Directions:
Reproduce the entries so that every line matches the original exactly.

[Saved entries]
▬▬▬
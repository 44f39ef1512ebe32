mod common;

use mbw_core::errors::VizError;
use mbw_viz::experiments::GridRecord;
use mbw_viz::{pivot, Grid, ResultTable};
use proptest::prelude::*;

use common::table;

fn cell(threads_per_block: u32, blocks_per_grid: u32, bandwidth_gbps: f64) -> GridRecord {
    GridRecord {
        threads_per_block,
        blocks_per_grid,
        bandwidth_gbps,
    }
}

fn grid_of(table: &ResultTable<GridRecord>) -> Result<Grid, VizError> {
    pivot(
        table,
        |row| f64::from(row.threads_per_block),
        |row| f64::from(row.blocks_per_grid),
        |row| row.bandwidth_gbps,
    )
}

#[test]
fn complete_grid_is_dense_and_sorted() {
    let table = table(vec![
        cell(256, 4, 6.0),
        cell(64, 2, 1.0),
        cell(64, 4, 2.0),
        cell(128, 2, 3.0),
        cell(128, 4, 4.0),
        cell(256, 2, 5.0),
    ]);
    let grid = grid_of(&table).expect("grid");
    assert_eq!(grid.row_keys, vec![64.0, 128.0, 256.0]);
    assert_eq!(grid.col_keys, vec![2.0, 4.0]);
    assert_eq!(grid.cell_count(), 6);
    assert_eq!(grid.row(0), &[1.0, 2.0]);
    assert_eq!(grid.row(2), &[5.0, 6.0]);
    assert_eq!(grid.value(1, 1), 4.0);
    assert_eq!(grid.position(128.0, 4.0), Some((1, 1)));
    assert_eq!(grid.position(512.0, 4.0), None);
    let range = grid.range();
    assert_eq!((range.min, range.max), (1.0, 6.0));
}

#[test]
fn missing_combination_is_irregular() {
    let table = table(vec![cell(64, 2, 1.0), cell(64, 4, 2.0), cell(128, 2, 3.0)]);
    let err = grid_of(&table).expect_err("irregular");
    let VizError::IrregularGrid(info) = &err else {
        panic!("unexpected error {err:?}");
    };
    assert_eq!(info.code, "mbw.grid_missing_cell");
    assert_eq!(info.context.get("row_key").map(String::as_str), Some("128"));
    assert_eq!(info.context.get("col_key").map(String::as_str), Some("4"));
}

#[test]
fn duplicate_combination_is_irregular() {
    let table = table(vec![cell(64, 2, 1.0), cell(64, 2, 1.5)]);
    let err = grid_of(&table).expect_err("duplicate");
    assert_eq!(err.info().code, "mbw.grid_duplicate_cell");
}

#[test]
fn single_row_sweep_minus_a_cell_is_still_complete() {
    let table = table(vec![cell(64, 2, 1.0)]);
    let grid = grid_of(&table).expect("1 x 1 grid");
    assert_eq!((grid.rows(), grid.cols()), (1, 1));
}

#[test]
fn grid_survives_yaml_roundtrip() {
    let table = table(vec![cell(64, 2, 1.0), cell(64, 4, 2.0)]);
    let grid = grid_of(&table).expect("grid");
    let yaml = serde_yaml::to_string(&grid).expect("serialize");
    let back: Grid = serde_yaml::from_str(&yaml).expect("deserialize");
    assert_eq!(back, grid);
}

#[test]
fn deserialized_grid_must_be_dense() {
    let raw = "row_keys: [64.0, 128.0]\ncol_keys: [2.0, 4.0]\nvalues: [1.0, 2.0, 3.0]\n";
    let err = serde_yaml::from_str::<Grid>(raw).expect_err("short values");
    assert!(err.to_string().contains("mbw.grid_shape"), "{err}");
}

#[test]
fn deserialized_grid_keys_must_ascend() {
    let raw = "row_keys: [128.0, 64.0]\ncol_keys: [2.0]\nvalues: [1.0, 2.0]\n";
    let err = serde_yaml::from_str::<Grid>(raw).expect_err("unsorted keys");
    assert!(err.to_string().contains("mbw.grid_keys"), "{err}");
}

proptest! {
    #[test]
    fn rectangular_sweeps_pivot_to_r_by_c(rows in 1usize..6, cols in 1usize..6, drop in any::<prop::sample::Index>()) {
        let mut records = Vec::new();
        for r in 0..rows {
            for c in 0..cols {
                records.push(cell(32 << r, 1 << c, (r * cols + c) as f64));
            }
        }
        let full = grid_of(&table(records.clone())).unwrap();
        prop_assert_eq!(full.cell_count(), rows * cols);
        prop_assert_eq!(full.rows(), rows);
        prop_assert_eq!(full.cols(), cols);
        for r in 0..rows {
            for c in 0..cols {
                prop_assert_eq!(full.value(r, c), (r * cols + c) as f64);
            }
        }

        // A single row or column stays complete after losing a cell.
        if rows > 1 && cols > 1 {
            records.remove(drop.index(records.len()));
            let is_irregular = matches!(
                grid_of(&table(records)),
                Err(VizError::IrregularGrid(_))
            );
            prop_assert!(is_irregular);
        }
    }
}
▬▬▬
Exercise response:
repository 44f39ef1512ebe32
mod common;

use mbw_core::errors::VizError;
use mbw_viz::experiments::GridRecord;
use mbw_viz::{pivot, Grid, ResultTable};
use proptest::prelude::*;

use common::table;

fn cell(threads_per_block: u32, blocks_per_grid: u32, bandwidth_gbps: f64) -> GridRecord {
    GridRecord {
        threads_per_block,
        blocks_per_grid,
        bandwidth_gbps,
    }
}

fn grid_of(table: &ResultTable<GridRecord>) -> Result<Grid, VizError> {
    pivot(
        table,
        |row| f64::from(row.threads_per_block),
        |row| f64::from(row.blocks_per_grid),
        |row| row.bandwidth_gbps,
    )
}

#[test]
fn complete_grid_is_dense_and_sorted() {
    let table = table(vec![
        cell(256, 4, 6.0),
        cell(64, 2, 1.0),
        cell(64, 4, 2.0),
        cell(128, 2, 3.0),
        cell(128, 4, 4.0),
        cell(256, 2, 5.0),
    ]);
    let grid = grid_of(&table).expect("grid");
    assert_eq!(grid.row_keys, vec![64.0, 128.0, 256.0]);
    assert_eq!(grid.col_keys, vec![2.0, 4.0]);
    assert_eq!(grid.cell_count(), 6);
    assert_eq!(grid.row(0), &[1.0, 2.0]);
    assert_eq!(grid.row(2), &[5.0, 6.0]);
    assert_eq!(grid.value(1, 1), 4.0);
    assert_eq!(grid.position(128.0, 4.0), Some((1, 1)));
    assert_eq!(grid.position(512.0, 4.0), None);
    let range = grid.range();
    assert_eq!((range.min, range.max), (1.0, 6.0));
}

#[test]
fn missing_combination_is_irregular() {
    let table = table(vec![cell(64, 2, 1.0), cell(64, 4, 2.0), cell(128, 2, 3.0)]);
    let err = grid_of(&table).expect_err("irregular");
    let VizError::IrregularGrid(info) = &err else {
        panic!("unexpected error {err:?}");
    };
    assert_eq!(info.code, "mbw.grid_missing_cell");
    assert_eq!(info.context.get("row_key").map(String::as_str), Some("128"));
    assert_eq!(info.context.get("col_key").map(String::as_str), Some("4"));
}

#[test]
fn duplicate_combination_is_irregular() {
    let table = table(vec![cell(64, 2, 1.0), cell(64, 2, 1.5)]);
    let err = grid_of(&table).expect_err("duplicate");
    assert_eq!(err.info().code, "mbw.grid_duplicate_cell");
}

#[test]
fn single_row_sweep_minus_a_cell_is_still_complete() {
    let table = table(vec![cell(64, 2, 1.0)]);
    let grid = grid_of(&table).expect("1 x 1 grid");
    assert_eq!((grid.rows(), grid.cols()), (1, 1));
}

#[test]
fn grid_survives_yaml_roundtrip() {
    let table = table(vec![cell(64, 2, 1.0), cell(64, 4, 2.0)]);
    let grid = grid_of(&table).expect("grid");
    let yaml = serde_yaml::to_string(&grid).expect("serialize");
    let back: Grid = serde_yaml::from_str(&yaml).expect("deserialize");
    assert_eq!(back, grid);
}

#[test]
fn deserialized_grid_must_be_dense() {
    let raw = "row_keys: [64.0, 128.0]\ncol_keys: [2.0, 4.0]\nvalues: [1.0, 2.0, 3.0]\n";
    let err = serde_yaml::from_str::<Grid>(raw).expect_err("short values");
    assert!(err.to_string().contains("mbw.grid_shape"), "{err}");
}

#[test]
fn deserialized_grid_keys_must_ascend() {
    let raw = "row_keys: [128.0, 64.0]\ncol_keys: [2.0]\nvalues: [1.0, 2.0]\n";
    let err = serde_yaml::from_str::<Grid>(raw).expect_err("unsorted keys");
    assert!(err.to_string().contains("mbw.grid_keys"), "{err}");
}

proptest! {
    #[test]
    fn rectangular_sweeps_pivot_to_r_by_c(rows in 1usize..6, cols in 1usize..6, drop in any::<prop::sample::Index>()) {
        let mut records = Vec::new();
        for r in 0..rows {
            for c in 0..cols {
                records.push(cell(32 << r, 1 << c, (r * cols + c) as f64));
            }
        }
        let full = grid_of(&table(records.clone())).unwrap();
        prop_assert_eq!(full.cell_count(), rows * cols);
        prop_assert_eq!(full.rows(), rows);
        prop_assert_eq!(full.cols(), cols);
        for r in 0..rows {
            for c in 0..cols {
                prop_assert_eq!(full.value(r, c), (r * cols + c) as f64);
            }
        }

        // A single row or column stays complete after losing a cell.
        if rows > 1 && cols > 1 {
            records.remove(drop.index(records.len()));
            let is_irregular = matches!(
                grid_of(&table(records)),
                Err(VizError::IrregularGrid(_))
            );
            prop_assert!(is_irregular);
        }
    }
}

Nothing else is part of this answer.